Reel Time: Threatened seagrass has trickle-down effect
By Rusty Chinnis
The seagrass beds that carpet Sarasota Bay harbor a tremendous array of living creatures. This critical and diverse ecosystem is generally out of sight except at extreme low tides.
Seagrasses are actually underwater flowering plants that serve a number of important functions. They produce oxygen, bind sediments and baffle wave action while cleansing the water column. Seagrass roots, their leaves, and the epiphytes and microalgae that cling to them clean water by converting dissolved nutrients into plant matter. Besides giving us clean and clear water, seagrasses are home to the organisms that provide food and shelter for fish, crustaceans, shellfish and wading birds. They also are food sources for manatees, sea turtles and various fish and crustaceans. Because they flower, seagrasses require sunlight and are limited to clear, shallow waters.

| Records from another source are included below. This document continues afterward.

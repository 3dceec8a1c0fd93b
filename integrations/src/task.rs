//! The cooperative task that keeps one integration contract's holder set and
//! positions current, mirroring `droplets_ingest::task::ContractTask`'s shape
//! (§5: one long-lived task per tracked contract) but for C9's read side
//! rather than C5/C6's canonical event stream: holder discovery reuses C3's
//! cursor store so a restart resumes exactly where it left off, and position
//! refresh runs on its own cadence against the latest safe block rather than
//! once per log.

use crate::adapter::IntegrationAdapter;
use crate::{discovery, positions};
use chrono::Utc;
use droplets_chain::transport::{ChainTransport, LogFilter};
use droplets_common::model::{ChainId, Cursor, ProtocolId};
use droplets_common::StoreError;
use droplets_store::Db;
use ethers::types::Address;
use std::sync::Arc;
use std::time::{Duration, Instant};
use tokio::sync::watch;

pub struct IntegrationTask {
    pub chain_id: ChainId,
    pub protocol_id: ProtocolId,
    pub contract_address: Address,
    pub deploy_block: u64,
    pub confirmations: u64,
    pub batch_size: u64,
    pub poll_interval: Duration,
    pub position_refresh_interval: Duration,
    pub transport: Arc<dyn ChainTransport>,
    pub db: Db,
    pub adapter: Arc<dyn IntegrationAdapter>,
}

impl IntegrationTask {
    /// Runs until `shutdown` fires: each iteration discovers new holders from
    /// fresh logs, then refreshes every known holder's position if the
    /// refresh interval has elapsed.
    pub async fn run(&self, mut shutdown: watch::Receiver<bool>) {
        let mut last_refresh = Instant::now() - self.position_refresh_interval;

        loop {
            if *shutdown.borrow() {
                return;
            }

            match self.run_iteration(&mut last_refresh).await {
                Ok(()) => {}
                Err(err) => {
                    tracing::warn!(
                        %self.protocol_id,
                        chain_id = %self.chain_id,
                        error = %err,
                        "integration task iteration failed, retrying"
                    );
                }
            }

            tokio::select! {
                _ = tokio::time::sleep(self.poll_interval) => {}
                _ = shutdown.changed() => {}
            }
        }
    }

    async fn run_iteration(&self, last_refresh: &mut Instant) -> Result<(), IntegrationTaskError> {
        let latest = self.transport.block_number().await?;
        let safe = latest.saturating_sub(self.confirmations);

        let cursor = droplets_store::cursor::load(&self.db, self.chain_id, self.contract_address)
            .await?
            .unwrap_or_else(|| Cursor::genesis(self.chain_id, self.contract_address, self.deploy_block));

        // Re-fetch the cursor's own block: `is_before_or_at` below filters out
        // logs already applied, so `+ 1` here would skip any log past the
        // cursor's tie-breaker but still in the same block after a restart.
        let from = cursor.last_safe_block;
        if from <= safe {
            let to = (from + self.batch_size - 1).min(safe);
            let mut logs = self
                .transport
                .get_logs(LogFilter { address: self.contract_address, from_block: from, to_block: to, topics: vec![] })
                .await?;
            logs.sort_by_key(|l| (l.block_number, l.transaction_index, l.log_index));

            let mut last_applied: Option<&droplets_chain::transport::RawLog> = None;
            for log in &logs {
                if cursor.is_before_or_at(log.block_number, log.transaction_hash, log.log_index) {
                    continue;
                }
                if discovery::is_transfer_log(log) {
                    discovery::record_transfer(&self.db, &self.protocol_id, log).await?;
                }
                last_applied = Some(log);
            }

            if let Some(log) = last_applied {
                let mut tx = self.db.pool.begin().await.map_err(StoreError::from)?;
                droplets_store::cursor::advance(
                    &mut tx,
                    &Cursor {
                        chain_id: self.chain_id,
                        contract_address: self.contract_address,
                        last_safe_block: log.block_number,
                        last_tx_hash: log.transaction_hash,
                        last_log_index: log.log_index,
                        updated_at: Utc::now(),
                    },
                )
                .await?;
                tx.commit().await.map_err(StoreError::from)?;
            }
        }

        if last_refresh.elapsed() >= self.position_refresh_interval {
            let updated = positions::refresh_positions(&self.db, self.transport.as_ref(), self.adapter.as_ref(), safe)
                .await?;
            tracing::info!(%self.protocol_id, chain_id = %self.chain_id, block = safe, updated, "refreshed integration positions");
            *last_refresh = Instant::now();
        }

        Ok(())
    }
}

#[derive(Debug, thiserror::Error)]
enum IntegrationTaskError {
    #[error(transparent)]
    Rpc(#[from] droplets_common::RpcError),

    #[error(transparent)]
    Store(#[from] StoreError),
}
//! Denial throttling for unauthorized purge attempts
//!
//! Group members who are not administrators sometimes spam `/deleteall`.
//! Each (chat, user) pair gets at most one "not allowed" reply per cooldown;
//! further attempts are dropped silently and only counted.

use moka::future::Cache;
use std::sync::atomic::{AtomicU64, Ordering};
use std::sync::Arc;
use std::time::{Duration, Instant};
use tracing::debug;

/// Remembers when each (chat, user) pair was last told "not allowed"
#[derive(Clone)]
pub struct UnauthorizedCache {
    /// (chat_id, user_id) -> time of the last denial reply
    cache: Cache<(i64, i64), Instant>,
    cooldown: Duration,
    silenced_count: Arc<AtomicU64>,
}

impl UnauthorizedCache {
    /// Creates a new `UnauthorizedCache`
    ///
    /// * `cooldown_secs` - Seconds between denial replies to the same user in one chat
    /// * `ttl_secs` - Time-to-live for cache entries (auto-cleanup)
    /// * `max_capacity` - Maximum number of entries in cache
    ///
    /// # Examples
    ///
    /// ```
    /// use oxide_purge_transport_telegram::bot::UnauthorizedCache;
    ///
    /// let cache = UnauthorizedCache::new(1200, 7200, 10_000);
    /// assert_eq!(cache.cooldown().as_secs(), 1200);
    /// ```
    #[must_use]
    pub fn new(cooldown_secs: u64, ttl_secs: u64, max_capacity: u64) -> Self {
        let cache = Cache::builder()
            .max_capacity(max_capacity)
            .time_to_live(Duration::from_secs(ttl_secs.max(cooldown_secs)))
            .build();

        Self {
            cache,
            cooldown: Duration::from_secs(cooldown_secs),
            silenced_count: Arc::new(AtomicU64::new(0)),
        }
    }

    /// Whether a denial reply may be sent to `user_id` in `chat_id` now
    ///
    /// Silenced attempts are counted; every 100th is logged.
    pub async fn should_send(&self, chat_id: i64, user_id: i64, user_name: &str) -> bool {
        let Some(last) = self.cache.get(&(chat_id, user_id)).await else {
            return true;
        };
        if last.elapsed() >= self.cooldown {
            return true;
        }

        let count = self.silenced_count.fetch_add(1, Ordering::Relaxed) + 1;
        if count.is_multiple_of(100) {
            debug!(
                chat_id,
                user_id,
                user_name,
                silenced = count,
                "Silenced unauthorized purge attempts"
            );
        }
        false
    }

    /// Start the cooldown for `user_id` in `chat_id`
    pub async fn mark_sent(&self, chat_id: i64, user_id: i64) {
        self.cache.insert((chat_id, user_id), Instant::now()).await;
    }

    /// Returns the current number of entries in the cache
    #[must_use]
    pub fn entry_count(&self) -> u64 {
        self.cache.entry_count()
    }

    /// Returns the total number of silenced attempts
    #[must_use]
    pub fn silenced_count(&self) -> u64 {
        self.silenced_count.load(Ordering::Relaxed)
    }

    /// Returns the configured cooldown duration
    #[must_use]
    pub const fn cooldown(&self) -> Duration {
        self.cooldown
    }
}

#[cfg(test)]
mod tests {
    use super::*;

    #[tokio::test]
    async fn test_first_attempt_should_send() {
        let cache = UnauthorizedCache::new(60, 120, 100);
        assert!(cache.should_send(-100, 12345, "TestUser").await);
    }

    #[tokio::test]
    async fn test_cooldown_blocks_second_attempt() {
        let cache = UnauthorizedCache::new(60, 120, 100);

        assert!(cache.should_send(-100, 12345, "TestUser").await);
        cache.mark_sent(-100, 12345).await;

        assert!(!cache.should_send(-100, 12345, "TestUser").await);
    }

    #[tokio::test]
    async fn test_chats_and_users_are_independent() {
        let cache = UnauthorizedCache::new(60, 120, 100);
        cache.mark_sent(-100, 111).await;

        assert!(cache.should_send(-100, 222, "User2").await);
        assert!(cache.should_send(-200, 111, "User1").await);
    }

    #[tokio::test]
    async fn test_zero_cooldown_never_silences() {
        let cache = UnauthorizedCache::new(0, 120, 100);
        cache.mark_sent(-100, 111).await;

        assert!(cache.should_send(-100, 111, "User1").await);
        assert_eq!(cache.silenced_count(), 0);
    }

    #[tokio::test]
    async fn test_silenced_count_increments() {
        let cache = UnauthorizedCache::new(60, 120, 100);
        cache.mark_sent(-100, 12345).await;

        for _ in 0..5 {
            cache.should_send(-100, 12345, "TestUser").await;
        }

        assert_eq!(cache.silenced_count(), 5);
    }

    #[tokio::test]
    async fn test_entry_count() {
        let cache = UnauthorizedCache::new(60, 120, 100);

        cache.mark_sent(-100, 111).await;
        cache.mark_sent(-100, 222).await;
        cache.cache.run_pending_tasks().await;

        assert_eq!(cache.entry_count(), 2);
    }
}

Of the 52 species of seagrasses worldwide, only seven are found in Florida. Three main species are found on Florida’s southwest coast. They include turtle grass (
Thalassia testudinum), shoal grass ( Halodule wrightii) and manatee grass ( Syringodium filiforme). The historical loss of these species has been extensive throughout Florida. Tampa Bay has lost 81% of its historical seagrasses, Sarasota Bay 35% and Charlotte Harbor 29%. Poor watershed management (stormwater runoff and sewage disposal) dredge and fill operations and scarring from boat propellers have taken a heavy toll on Florida’s seagrasses.
Through the elimination of small, poorly-maintained regional sewage systems and the work of organizations like the Sarasota Bay Estuary Program, Tampa Bay Estuary Program, and Tampa Bay Watch, programs were instituted that began to turn the tide on water quality.